## Problem to work on
Would you retype every entry that follows without altering a word?

-------------------------

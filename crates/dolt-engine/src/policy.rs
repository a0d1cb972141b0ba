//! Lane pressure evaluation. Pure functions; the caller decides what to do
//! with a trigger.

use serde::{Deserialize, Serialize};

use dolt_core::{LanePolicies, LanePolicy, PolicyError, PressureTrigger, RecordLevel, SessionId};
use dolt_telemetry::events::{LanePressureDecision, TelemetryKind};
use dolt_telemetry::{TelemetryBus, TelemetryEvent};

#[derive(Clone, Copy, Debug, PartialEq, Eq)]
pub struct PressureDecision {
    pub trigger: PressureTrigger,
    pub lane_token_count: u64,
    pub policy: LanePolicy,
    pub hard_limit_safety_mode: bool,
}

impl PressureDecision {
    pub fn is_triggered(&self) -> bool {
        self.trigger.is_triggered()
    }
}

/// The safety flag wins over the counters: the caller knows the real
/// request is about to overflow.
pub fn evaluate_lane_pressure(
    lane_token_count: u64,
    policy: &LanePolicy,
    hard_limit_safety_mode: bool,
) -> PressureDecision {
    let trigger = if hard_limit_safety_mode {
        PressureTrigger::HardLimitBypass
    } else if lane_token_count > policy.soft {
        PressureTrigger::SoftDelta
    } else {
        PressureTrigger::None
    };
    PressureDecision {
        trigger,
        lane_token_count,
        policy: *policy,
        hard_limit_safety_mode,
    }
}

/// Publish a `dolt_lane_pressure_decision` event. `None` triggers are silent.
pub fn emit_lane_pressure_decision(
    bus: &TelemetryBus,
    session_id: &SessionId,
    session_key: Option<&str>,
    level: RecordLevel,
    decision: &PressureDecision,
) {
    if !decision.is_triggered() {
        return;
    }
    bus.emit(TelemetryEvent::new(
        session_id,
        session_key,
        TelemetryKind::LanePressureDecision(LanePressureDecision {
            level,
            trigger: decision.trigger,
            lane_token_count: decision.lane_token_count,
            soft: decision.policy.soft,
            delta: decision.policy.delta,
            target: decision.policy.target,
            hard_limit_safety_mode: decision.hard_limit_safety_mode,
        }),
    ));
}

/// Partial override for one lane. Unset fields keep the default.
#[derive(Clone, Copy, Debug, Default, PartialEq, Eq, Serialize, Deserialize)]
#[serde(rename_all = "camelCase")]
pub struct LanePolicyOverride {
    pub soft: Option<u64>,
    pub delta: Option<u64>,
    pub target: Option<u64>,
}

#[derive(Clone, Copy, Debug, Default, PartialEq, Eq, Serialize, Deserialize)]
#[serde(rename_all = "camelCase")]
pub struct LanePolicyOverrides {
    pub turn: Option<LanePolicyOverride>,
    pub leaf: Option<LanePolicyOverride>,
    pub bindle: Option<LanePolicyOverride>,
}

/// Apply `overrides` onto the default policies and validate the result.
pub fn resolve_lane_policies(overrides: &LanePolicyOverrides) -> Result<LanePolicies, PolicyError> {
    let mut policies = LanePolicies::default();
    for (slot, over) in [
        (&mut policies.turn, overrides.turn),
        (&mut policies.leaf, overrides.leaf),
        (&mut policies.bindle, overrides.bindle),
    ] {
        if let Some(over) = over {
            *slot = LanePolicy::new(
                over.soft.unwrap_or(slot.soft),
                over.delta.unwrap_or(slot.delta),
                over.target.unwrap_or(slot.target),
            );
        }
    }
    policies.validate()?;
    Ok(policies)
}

-------------------------

## Task output
filename crates/dolt-engine/src/policy.rs
repository a0d1cb972141b0ba
//! Lane pressure evaluation. Pure functions; the caller decides what to do
//! with a trigger.

use serde::{Deserialize, Serialize};

use dolt_core::{LanePolicies, LanePolicy, PolicyError, PressureTrigger, RecordLevel, SessionId};
use dolt_telemetry::events::{LanePressureDecision, TelemetryKind};
use dolt_telemetry::{TelemetryBus, TelemetryEvent};

#[derive(Clone, Copy, Debug, PartialEq, Eq)]
pub struct PressureDecision {
    pub trigger: PressureTrigger,
    pub lane_token_count: u64,
    pub policy: LanePolicy,
    pub hard_limit_safety_mode: bool,
}

impl PressureDecision {
    pub fn is_triggered(&self) -> bool {
        self.trigger.is_triggered()
    }
}

/// The safety flag wins over the counters: the caller knows the real
/// request is about to overflow.
pub fn evaluate_lane_pressure(
    lane_token_count: u64,
    policy: &LanePolicy,
    hard_limit_safety_mode: bool,
) -> PressureDecision {
    let trigger = if hard_limit_safety_mode {
        PressureTrigger::HardLimitBypass
    } else if lane_token_count > policy.soft {
        PressureTrigger::SoftDelta
    } else {
        PressureTrigger::None
    };
    PressureDecision {
        trigger,
        lane_token_count,
        policy: *policy,
        hard_limit_safety_mode,
    }
}

/// Publish a `dolt_lane_pressure_decision` event. `None` triggers are silent.
pub fn emit_lane_pressure_decision(
    bus: &TelemetryBus,
    session_id: &SessionId,
    session_key: Option<&str>,
    level: RecordLevel,
    decision: &PressureDecision,
) {
    if !decision.is_triggered() {
        return;
    }
    bus.emit(TelemetryEvent::new(
        session_id,
        session_key,
        TelemetryKind::LanePressureDecision(LanePressureDecision {
            level,
            trigger: decision.trigger,
            lane_token_count: decision.lane_token_count,
            soft: decision.policy.soft,
            delta: decision.policy.delta,
            target: decision.policy.target,
            hard_limit_safety_mode: decision.hard_limit_safety_mode,
        }),
    ));
}

/// Partial override for one lane. Unset fields keep the default.
#[derive(Clone, Copy, Debug, Default, PartialEq, Eq, Serialize, Deserialize)]
#[serde(rename_all = "camelCase")]
pub struct LanePolicyOverride {
    pub soft: Option<u64>,
    pub delta: Option<u64>,
    pub target: Option<u64>,
}

#[derive(Clone, Copy, Debug, Default, PartialEq, Eq, Serialize, Deserialize)]
#[serde(rename_all = "camelCase")]
pub struct LanePolicyOverrides {
    pub turn: Option<LanePolicyOverride>,
    pub leaf: Option<LanePolicyOverride>,
    pub bindle: Option<LanePolicyOverride>,
}

/// Apply `overrides` onto the default policies and validate the result.
pub fn resolve_lane_policies(overrides: &LanePolicyOverrides) -> Result<LanePolicies, PolicyError> {
    let mut policies = LanePolicies::default();
    for (slot, over) in [
        (&mut policies.turn, overrides.turn),
        (&mut policies.leaf, overrides.leaf),
        (&mut policies.bindle, overrides.bindle),
    ] {
        if let Some(over) = over {
            *slot = LanePolicy::new(
                over.soft.unwrap_or(slot.soft),
                over.delta.unwrap_or(slot.delta),
                over.target.unwrap_or(slot.target),
            );
        }
    }
    policies.validate()?;
    Ok(policies)
}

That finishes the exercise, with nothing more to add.